The Public Utilities Commission of Nevada approved the first phase of NV Energy’s Greenlink Nevada project in March. It consists of a 525 kV line from Las Vegas to the northern part of the state. Planning for a subsequent phase is underway. (See Regulators Greenlight NV Energy’s Greenlink West.)

Nevada Gov. Steve Sisolak signed a sweeping energy bill earlier this month, Senate Bill 448, that contains provisions meant to accelerate construction of the Greenlink project, which would connect solar and geothermal resources to cities in an immense triangle of high-voltage lines. (See Far-reaching Energy Bill Sweeps Through Nev. Legislature.)

“These projects are designed to integrate hundreds of megawatts of renewables that are needed to come on to the system to support decarbonizing the system in a way that is cost-effective for customers and reliable for all involved,” Hayes said.

Resource sufficiency is a key goal after a prolonged Western heat wave caused rolling blackouts in California last August and threatened Nevada, too.

“Next week we’re expecting 115-degree weather in Las Vegas, and so I’m afraid our system is going to be tested again,” Hayes said. “This amount of [new] transmission is needed to provide resources on the system to ensure that we are all able to keep the lights on.”
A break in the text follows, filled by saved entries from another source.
use clap::{Parser, Subcommand};
use colored::Colorize;
use std::num::NonZeroUsize;
use std::path::PathBuf;
use std::time::{Duration, Instant};
use tracing::debug;
use treescout::{
    build, count, count_lines, search_detailed, CliOverrides, ContentMode, EncodingMode, Folder,
    ScoutConfig, SearchReport, Strategy, TreeError, WordBoundary,
};

type Result<T> = std::result::Result<T, TreeError>;

#[derive(Parser)]
#[command(author, version, about, long_about = None)]
struct Cli {
    /// Configuration file (YAML), layered over the global and local ones
    #[arg(long, global = true)]
    config: Option<PathBuf>,

    /// Log build and search progress to stderr
    #[arg(short, long, global = true)]
    verbose: bool,

    #[command(subcommand)]
    command: Commands,
}

#[derive(Parser)]
struct TreeArgs {
    /// Root directory to build the tree from [default: configured root_path, else .]
    #[arg(short = 'd', long)]
    root: Option<PathBuf>,

    /// Scheduling strategy (sequential|parallel|futures|reactive)
    #[arg(short = 's', long)]
    strategy: Option<Strategy>,

    /// Number of worker threads to use
    #[arg(short = 'j', long)]
    threads: Option<NonZeroUsize>,

    /// Patterns to ignore (glob format)
    #[arg(short, long)]
    ignore: Vec<String>,

    /// Skip entries whose name starts with a dot
    #[arg(long)]
    skip_hidden: bool,

    /// Read documents on first use instead of while building
    #[arg(long)]
    lazy: bool,

    /// Replace invalid UTF-8 instead of failing
    #[arg(long)]
    lossy: bool,
}

#[derive(Subcommand)]
enum Commands {
    /// Count the entries (folders and documents) in a tree
    Count(TreeArgs),

    /// Count occurrences of words or phrases
    Search {
        #[command(flatten)]
        tree: TreeArgs,

        /// Word or phrase to search for (can be specified multiple times)
        #[arg(short = 'w', long = "word", required = true)]
        words: Vec<String>,

        /// Show only totals, not per-document hits
        #[arg(long)]
        stats: bool,

        /// Print the reports as JSON
        #[arg(long)]
        json: bool,

        /// Compare words case-insensitively
        #[arg(long, conflicts_with = "case_sensitive")]
        ignore_case: bool,

        /// Compare words case-sensitively, even if the configuration says otherwise
        #[arg(long)]
        case_sensitive: bool,

        /// How text is split into words (trimmed|whitespace|unicode)
        #[arg(long)]
        boundary: Option<String>,
    },

    /// Count the lines of every document in a tree
    Lines(TreeArgs),

    /// Run every strategy on the same tree and check they agree
    Compare {
        #[command(flatten)]
        tree: TreeArgs,

        /// Word to search for with each strategy
        #[arg(short = 'w', long = "word")]
        word: Option<String>,
    },

    /// Print the effective configuration
    Config(TreeArgs),
}

fn main() {
    if let Err(e) = run() {
        eprintln!("{} {}", "error:".red(), e);
        std::process::exit(1);
    }
}

fn run() -> Result<()> {
    let cli = Cli::parse();

    match cli.command {
        Commands::Count(ref args) => {
            let config = load_config(&cli, args, None, None)?;
            let root = build(&config.root_path, &config.build_options())?;
            println!(
                "{} entries in {}",
                count(&root).to_string().green(),
                root.path().display().to_string().blue()
            );
            Ok(())
        }
        Commands::Search {
            ref tree,
            ref words,
            stats,
            json,
            ignore_case,
            case_sensitive,
            ref boundary,
        } => {
            let boundary = boundary.as_deref().map(parse_boundary).transpose()?;
            let case_sensitive = match (ignore_case, case_sensitive) {
                (true, _) => Some(false),
                (_, true) => Some(true),
                _ => None,
            };
            let config = load_config(&cli, tree, boundary, case_sensitive)?;
            let root = build(&config.root_path, &config.build_options())?;

            let reports = words
                .iter()
                .map(|word| search_detailed(&root, word, &config.search_options()))
                .collect::<Result<Vec<_>>>()?;

            if json {
                let rendered = serde_json::to_string_pretty(&reports).map_err(|e| {
                    TreeError::config_error(format!("Failed to render JSON: {}", e))
                })?;
                println!("{}", rendered);
            } else {
                for report in &reports {
                    print_search_report(report, stats);
                }
            }
            Ok(())
        }
        Commands::Lines(ref args) => {
            let config = load_config(&cli, args, None, None)?;
            let root = build(&config.root_path, &config.build_options())?;
            let lines = count_lines(&root, &config.search_options())?;
            println!(
                "{} lines in {} documents",
                lines.to_string().green(),
                treescout::documents(&root).count()
            );
            Ok(())
        }
        Commands::Compare { ref tree, ref word } => {
            let config = load_config(&cli, tree, None, None)?;
            compare_strategies(&config, word.as_deref())
        }
        Commands::Config(ref args) => {
            let config = load_config(&cli, args, None, None)?;
            print!("{}", config.to_yaml()?);
            Ok(())
        }
    }
}

/// File configuration with command-line values layered on top
fn load_config(
    cli: &Cli,
    args: &TreeArgs,
    boundary: Option<WordBoundary>,
    case_sensitive: Option<bool>,
) -> Result<ScoutConfig> {
    let file_config = ScoutConfig::load_from(cli.config.as_deref())
        .map_err(|e| TreeError::config_error(e.to_string()))?;

    let overrides = CliOverrides {
        root_path: args.root.clone(),
        strategy: args.strategy,
        thread_count: args.threads,
        content_mode: args.lazy.then_some(ContentMode::Lazy),
        encoding_mode: args.lossy.then_some(EncodingMode::Lossy),
        ignore_patterns: (!args.ignore.is_empty()).then(|| args.ignore.clone()),
        skip_hidden: args.skip_hidden.then_some(true),
        case_sensitive,
        word_boundary: boundary,
        log_level: cli.verbose.then(|| "debug".to_string()),
        ..CliOverrides::default()
    };

    let config = file_config.merge_with_cli(overrides);
    config.init_tracing();
    debug!("Effective configuration: {:?}", config);
    Ok(config)
}

fn parse_boundary(value: &str) -> Result<WordBoundary> {
    match value.to_lowercase().as_str() {
        "trimmed" => Ok(WordBoundary::Trimmed),
        "whitespace" => Ok(WordBoundary::Whitespace),
        "unicode" => Ok(WordBoundary::Unicode),
        other => Err(TreeError::config_error(format!(
            "Unknown word boundary '{}' (expected trimmed, whitespace or unicode)",
            other
        ))),
    }
}

fn print_search_report(report: &SearchReport, stats_only: bool) {
    if !stats_only {
        for hit in &report.hits {
            println!(
                "{}: {}",
                hit.path.display().to_string().blue(),
                hit.occurrences.to_string().green()
            );
        }
    }

    println!(
        "Found {} matches of '{}' in {} of {} documents",
        report.total_matches,
        report.target.yellow(),
        report.documents_with_matches,
        report.documents_searched
    );
}

/// What one strategy produced, and how long it took
struct StrategyRun {
    strategy: Strategy,
    entries: u64,
    matches: Option<usize>,
    build_time: Duration,
    search_time: Duration,
}

fn run_strategy(config: &ScoutConfig, strategy: Strategy, word: Option<&str>) -> Result<StrategyRun> {
    let start = Instant::now();
    let root: Folder = build(&config.root_path, &config.build_options().with_strategy(strategy))?;
    let build_time = start.elapsed();

    let start = Instant::now();
    let matches = word
        .map(|word| {
            search_detailed(&root, word, &config.search_options().with_strategy(strategy))
                .map(|report| report.total_matches)
        })
        .transpose()?;
    let search_time = start.elapsed();

    Ok(StrategyRun {
        strategy,
        entries: count(&root),
        matches,
        build_time,
        search_time,
    })
}

fn compare_strategies(config: &ScoutConfig, word: Option<&str>) -> Result<()> {
    let runs = Strategy::ALL
        .iter()
        .map(|&strategy| run_strategy(config, strategy, word))
        .collect::<Result<Vec<_>>>()?;

    println!("{}", config.root_path.display().to_string().blue());
    for run in &runs {
        let matches = run
            .matches
            .map(|m| format!(", {} matches", m))
            .unwrap_or_default();
        println!(
            "  {:<10} {} entries{}  build {}  search {}",
            run.strategy.to_string(),
            run.entries,
            matches,
            humantime::format_duration(truncate_to_micros(run.build_time)),
            humantime::format_duration(truncate_to_micros(run.search_time))
        );
    }

    let first = &runs[0];
    let agree = runs
        .iter()
        .all(|run| run.entries == first.entries && run.matches == first.matches);
    if agree {
        println!("{}", "All strategies agree".green());
        Ok(())
    } else {
        println!("{}", "Strategies disagree".red());
        std::process::exit(1);
    }
}

fn truncate_to_micros(duration: Duration) -> Duration {
    Duration::from_micros(duration.as_micros() as u64)
}
use std::path::{Path, PathBuf};

use super::document::Document;
use super::entry_name;
use crate::traversal::{self, BreadthFirst, Entries};

/// Composite entry owning its sub-folders and documents.
///
/// Folders are only assembled by the builder, after every child has been
/// built, so `size` is final from the moment a folder exists:
/// `size == 1 + Σ sub_folder.size + documents.len()`.
#[derive(Debug)]
pub struct Folder {
    name: String,
    path: PathBuf,
    size: u64,
    sub_folders: Vec<Folder>,
    documents: Vec<Document>,
}

/// A finished child of a folder, as produced by one unit of build work
#[derive(Debug)]
pub(crate) enum Built {
    Folder(Folder),
    Document(Document),
}

impl Folder {
    /// Assembles a folder from finished children and derives its size
    pub(crate) fn assemble(path: PathBuf, sub_folders: Vec<Folder>, documents: Vec<Document>) -> Self {
        let size = 1 + sub_folders.iter().map(Folder::size).sum::<u64>() + documents.len() as u64;
        Self {
            name: entry_name(&path),
            path,
            size,
            sub_folders,
            documents,
        }
    }

    /// Single combiner step: splits built children by kind, then assembles
    pub(crate) fn from_built(path: PathBuf, children: Vec<Built>) -> Self {
        let mut sub_folders = Vec::new();
        let mut documents = Vec::new();
        for child in children {
            match child {
                Built::Folder(folder) => sub_folders.push(folder),
                Built::Document(document) => documents.push(document),
            }
        }
        Self::assemble(path, sub_folders, documents)
    }

    pub fn name(&self) -> &str {
        &self.name
    }

    pub fn path(&self) -> &Path {
        &self.path
    }

    /// Total number of entries rooted here, this folder included
    pub fn size(&self) -> u64 {
        self.size
    }

    pub fn sub_folders(&self) -> &[Folder] {
        &self.sub_folders
    }

    pub fn documents(&self) -> &[Document] {
        &self.documents
    }

    pub fn is_empty(&self) -> bool {
        self.sub_folders.is_empty() && self.documents.is_empty()
    }

    /// Depth-first iterator over every entry rooted here
    pub fn entries(&self) -> Entries<'_> {
        traversal::entries(self)
    }

    /// Breadth-first iterator over every entry rooted here
    pub fn breadth_first(&self) -> BreadthFirst<'_> {
        traversal::breadth_first(self)
    }
}
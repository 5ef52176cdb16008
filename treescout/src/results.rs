/// Search result types.
///
/// A search produces one [`DocumentHits`] per document that matched at least
/// once, collected into a [`SearchReport`]. Every total is a plain sum, so
/// the order in which documents are recorded never changes the result.
use serde::Serialize;
use std::path::PathBuf;

/// Matches found in a single document
#[derive(Debug, Clone, PartialEq, Eq, Serialize)]
pub struct DocumentHits {
    /// The path to the document
    pub path: PathBuf,
    /// Number of occurrences of the target in the document
    pub occurrences: usize,
}

/// The complete result of searching a tree for one target
#[derive(Debug, Clone, Default, Serialize)]
pub struct SearchReport {
    /// The word or phrase that was searched for
    pub target: String,
    /// Documents with at least one match, sorted by path
    pub hits: Vec<DocumentHits>,
    /// Total number of occurrences across all documents
    pub total_matches: usize,
    /// Total number of documents searched
    pub documents_searched: usize,
    /// Total number of documents with at least one match
    pub documents_with_matches: usize,
}

impl SearchReport {
    /// Creates a new empty report for `target`
    pub fn new(target: impl Into<String>) -> Self {
        Self {
            target: target.into(),
            ..Default::default()
        }
    }

    /// Records the outcome of searching one document
    pub fn record(&mut self, path: PathBuf, occurrences: usize) {
        self.documents_searched += 1;
        if occurrences > 0 {
            self.total_matches += occurrences;
            self.documents_with_matches += 1;
            self.hits.push(DocumentHits { path, occurrences });
        }
    }

    /// Sorts hits by path so reports compare equal whatever order documents finished in
    pub fn finish(mut self) -> Self {
        self.hits.sort_by(|a, b| a.path.cmp(&b.path));
        self
    }
}
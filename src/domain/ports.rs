use crate::domain::model::{
    ExternalStorageLocation, Operation, PayloadStream, PayloadType, Request,
};
use crate::utils::error::Result;
use std::io::{self, Read, Write};
use url::Url;

/// 大型 payload 的外部儲存介面
pub trait ExternalPayloadStorage: Send + Sync {
    /// 取得 payload 的外部儲存位置
    fn get_location(
        &self,
        operation: Operation,
        payload_type: PayloadType,
    ) -> Result<ExternalStorageLocation>;

    /// 將 `payload` 的 `payload_size` 個位元組上傳到 `path`
    fn upload(&self, path: &str, payload: &mut dyn Read, payload_size: u64) -> Result<()>;

    /// 從 `path` 下載；遠端沒有內容時回傳 `None`
    fn download(&self, path: &str) -> Result<Option<PayloadStream>>;
}

/// 開啟綁定單一 URL 的連線
pub trait Transport: Send + Sync {
    type Connection: Connection + 'static;

    fn open(&self, url: &Url, request: Request) -> io::Result<Self::Connection>;
}

/// 一次請求/回應交換。寫入為請求 body，讀取為回應 body；drop 即釋放連線。
pub trait Connection: Read + Write + Send {
    /// 結束請求 body（若有）並等待回應狀態碼
    fn status(&mut self) -> io::Result<u16>;
}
The long-planned TransWest Express project is getting closer to construction, said Roxanne Perruso, senior vice president and chief operating officer of private developer TransWest Express LLC. The $3 billion project will connect wind farms in Wyoming to Las Vegas, Phoenix and Southern California.

“We’re going to be able to connect some of the best wind resources in Wyoming with some of the biggest load centers in the West,” she said.

“We’ve secured all the major federal, state and county permits and authorizations. We have acquired over 95% of the 732-mile right of way [across Wyoming, Utah and Nevada] and we have 99% of the private land easements,” she said. “We’re completing the transmission interconnection studies and, finally, just this week … we launched our first open solicitation process to allocate capacity on TransWest Express.”

“We’re putting everything in place to start construction next year, and I can’t wait to get out of what I’m going to call the paper phase and get into putting steel in the ground,” she said.

The line is expected to go live in 2025.